-- Opening Marker --

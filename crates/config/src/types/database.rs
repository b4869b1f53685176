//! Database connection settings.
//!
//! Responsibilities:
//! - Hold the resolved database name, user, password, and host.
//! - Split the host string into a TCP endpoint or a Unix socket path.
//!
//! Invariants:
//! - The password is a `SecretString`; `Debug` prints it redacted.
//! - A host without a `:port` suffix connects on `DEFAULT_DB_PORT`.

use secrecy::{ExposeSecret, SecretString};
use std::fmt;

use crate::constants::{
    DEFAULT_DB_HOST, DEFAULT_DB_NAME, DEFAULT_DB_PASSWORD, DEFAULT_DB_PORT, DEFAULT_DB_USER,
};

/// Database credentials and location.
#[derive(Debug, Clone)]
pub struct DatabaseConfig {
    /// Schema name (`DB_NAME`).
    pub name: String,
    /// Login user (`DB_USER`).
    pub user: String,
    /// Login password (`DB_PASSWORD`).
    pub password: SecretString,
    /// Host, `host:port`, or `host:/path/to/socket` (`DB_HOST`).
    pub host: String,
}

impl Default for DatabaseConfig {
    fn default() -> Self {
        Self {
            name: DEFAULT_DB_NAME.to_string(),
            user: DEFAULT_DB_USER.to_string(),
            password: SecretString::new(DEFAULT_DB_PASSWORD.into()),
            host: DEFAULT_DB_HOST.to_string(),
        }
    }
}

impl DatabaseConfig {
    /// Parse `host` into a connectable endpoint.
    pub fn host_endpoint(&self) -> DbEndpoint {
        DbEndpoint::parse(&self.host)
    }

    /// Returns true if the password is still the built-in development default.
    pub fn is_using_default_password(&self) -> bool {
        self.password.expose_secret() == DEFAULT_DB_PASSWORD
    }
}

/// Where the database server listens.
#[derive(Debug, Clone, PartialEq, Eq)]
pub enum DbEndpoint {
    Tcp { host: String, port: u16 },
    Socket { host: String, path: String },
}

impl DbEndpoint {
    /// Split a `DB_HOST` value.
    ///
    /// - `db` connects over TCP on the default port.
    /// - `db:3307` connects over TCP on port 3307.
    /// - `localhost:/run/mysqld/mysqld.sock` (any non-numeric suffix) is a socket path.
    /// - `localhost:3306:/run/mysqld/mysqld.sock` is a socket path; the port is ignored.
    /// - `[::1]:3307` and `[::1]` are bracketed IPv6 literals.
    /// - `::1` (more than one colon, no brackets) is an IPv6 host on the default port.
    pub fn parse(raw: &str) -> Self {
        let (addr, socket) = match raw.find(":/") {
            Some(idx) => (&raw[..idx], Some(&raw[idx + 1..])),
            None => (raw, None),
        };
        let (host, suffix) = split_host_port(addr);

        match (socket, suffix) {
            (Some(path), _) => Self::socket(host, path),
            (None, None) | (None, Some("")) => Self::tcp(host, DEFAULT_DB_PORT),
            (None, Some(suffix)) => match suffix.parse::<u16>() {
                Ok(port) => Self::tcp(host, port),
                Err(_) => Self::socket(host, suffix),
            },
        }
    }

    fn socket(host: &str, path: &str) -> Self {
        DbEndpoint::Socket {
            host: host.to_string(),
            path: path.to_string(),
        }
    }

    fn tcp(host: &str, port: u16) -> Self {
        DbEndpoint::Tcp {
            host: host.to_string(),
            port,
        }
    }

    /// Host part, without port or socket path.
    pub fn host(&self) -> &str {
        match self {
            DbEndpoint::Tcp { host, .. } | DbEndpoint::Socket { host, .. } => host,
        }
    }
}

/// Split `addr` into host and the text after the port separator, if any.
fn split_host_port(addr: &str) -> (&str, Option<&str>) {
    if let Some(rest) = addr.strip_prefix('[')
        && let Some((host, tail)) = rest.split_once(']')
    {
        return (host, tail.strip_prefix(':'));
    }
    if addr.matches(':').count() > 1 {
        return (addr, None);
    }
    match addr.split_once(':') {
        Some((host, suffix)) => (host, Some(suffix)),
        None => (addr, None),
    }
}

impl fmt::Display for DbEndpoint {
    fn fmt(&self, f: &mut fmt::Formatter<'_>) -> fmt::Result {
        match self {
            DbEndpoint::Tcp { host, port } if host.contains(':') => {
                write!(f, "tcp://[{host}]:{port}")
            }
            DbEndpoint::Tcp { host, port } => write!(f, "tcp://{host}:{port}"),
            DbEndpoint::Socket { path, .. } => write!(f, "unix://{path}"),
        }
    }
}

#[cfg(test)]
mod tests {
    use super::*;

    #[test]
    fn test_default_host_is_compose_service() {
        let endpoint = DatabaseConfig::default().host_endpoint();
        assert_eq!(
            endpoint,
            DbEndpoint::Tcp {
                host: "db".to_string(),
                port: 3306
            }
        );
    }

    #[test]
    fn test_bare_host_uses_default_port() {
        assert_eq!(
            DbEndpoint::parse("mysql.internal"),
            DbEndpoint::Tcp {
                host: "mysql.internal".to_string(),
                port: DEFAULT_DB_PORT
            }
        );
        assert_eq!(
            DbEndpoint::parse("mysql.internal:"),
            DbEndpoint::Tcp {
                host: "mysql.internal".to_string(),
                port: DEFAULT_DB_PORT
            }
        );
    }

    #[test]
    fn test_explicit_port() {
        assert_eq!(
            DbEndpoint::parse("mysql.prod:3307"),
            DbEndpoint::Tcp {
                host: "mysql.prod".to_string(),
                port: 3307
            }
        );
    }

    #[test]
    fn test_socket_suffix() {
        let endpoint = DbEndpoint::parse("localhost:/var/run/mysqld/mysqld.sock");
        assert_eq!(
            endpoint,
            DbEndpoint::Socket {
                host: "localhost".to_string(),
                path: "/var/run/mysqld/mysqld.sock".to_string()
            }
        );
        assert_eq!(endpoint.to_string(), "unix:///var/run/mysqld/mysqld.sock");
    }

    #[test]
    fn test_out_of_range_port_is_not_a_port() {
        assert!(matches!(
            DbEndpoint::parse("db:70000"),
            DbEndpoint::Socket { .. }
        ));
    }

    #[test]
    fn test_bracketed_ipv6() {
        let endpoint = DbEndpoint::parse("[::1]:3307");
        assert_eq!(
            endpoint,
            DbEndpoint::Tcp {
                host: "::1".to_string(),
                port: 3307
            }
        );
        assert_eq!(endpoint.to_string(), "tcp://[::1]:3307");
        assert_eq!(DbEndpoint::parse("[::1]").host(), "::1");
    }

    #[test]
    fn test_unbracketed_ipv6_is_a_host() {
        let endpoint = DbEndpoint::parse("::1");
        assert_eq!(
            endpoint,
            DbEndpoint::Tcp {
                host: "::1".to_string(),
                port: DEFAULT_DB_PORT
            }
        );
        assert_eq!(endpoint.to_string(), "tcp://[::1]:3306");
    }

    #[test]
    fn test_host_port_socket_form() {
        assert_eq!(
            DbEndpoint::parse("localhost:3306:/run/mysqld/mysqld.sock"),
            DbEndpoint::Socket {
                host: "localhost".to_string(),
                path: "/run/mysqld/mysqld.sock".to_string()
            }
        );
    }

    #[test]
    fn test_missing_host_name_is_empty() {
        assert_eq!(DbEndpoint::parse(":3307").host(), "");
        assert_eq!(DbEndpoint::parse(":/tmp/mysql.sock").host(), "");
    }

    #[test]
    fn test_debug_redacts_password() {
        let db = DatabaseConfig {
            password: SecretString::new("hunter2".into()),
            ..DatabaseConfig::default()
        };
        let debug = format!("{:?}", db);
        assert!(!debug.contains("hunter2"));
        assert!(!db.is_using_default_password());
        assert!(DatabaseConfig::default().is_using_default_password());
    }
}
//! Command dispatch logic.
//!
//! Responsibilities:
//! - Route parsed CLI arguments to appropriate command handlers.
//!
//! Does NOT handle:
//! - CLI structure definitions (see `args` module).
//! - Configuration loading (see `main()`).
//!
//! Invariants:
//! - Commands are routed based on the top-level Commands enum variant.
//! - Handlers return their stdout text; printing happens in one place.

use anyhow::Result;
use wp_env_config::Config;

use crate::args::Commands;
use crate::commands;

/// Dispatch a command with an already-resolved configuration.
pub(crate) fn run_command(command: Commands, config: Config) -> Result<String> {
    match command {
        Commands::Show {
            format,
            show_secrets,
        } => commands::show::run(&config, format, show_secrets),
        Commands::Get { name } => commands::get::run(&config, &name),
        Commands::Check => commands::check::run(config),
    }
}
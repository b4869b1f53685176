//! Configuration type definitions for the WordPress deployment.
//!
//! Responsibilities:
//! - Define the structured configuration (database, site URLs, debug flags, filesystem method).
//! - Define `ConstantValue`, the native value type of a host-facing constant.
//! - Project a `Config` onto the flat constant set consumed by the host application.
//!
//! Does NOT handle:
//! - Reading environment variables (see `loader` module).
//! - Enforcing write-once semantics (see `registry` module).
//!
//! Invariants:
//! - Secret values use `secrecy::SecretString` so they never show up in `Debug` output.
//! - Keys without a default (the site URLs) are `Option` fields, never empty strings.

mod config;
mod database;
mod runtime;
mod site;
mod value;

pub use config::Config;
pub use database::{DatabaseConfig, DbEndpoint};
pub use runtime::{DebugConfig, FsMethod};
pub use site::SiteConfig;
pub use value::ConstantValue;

-- Closing Marker --

## Task objective:
Which lines of the data contain the string "tail"? Copy each one.

## Exercise solution:
        && let Some((host, tail)) = rest.split_once(']')
        return (host, tail.strip_prefix(':'));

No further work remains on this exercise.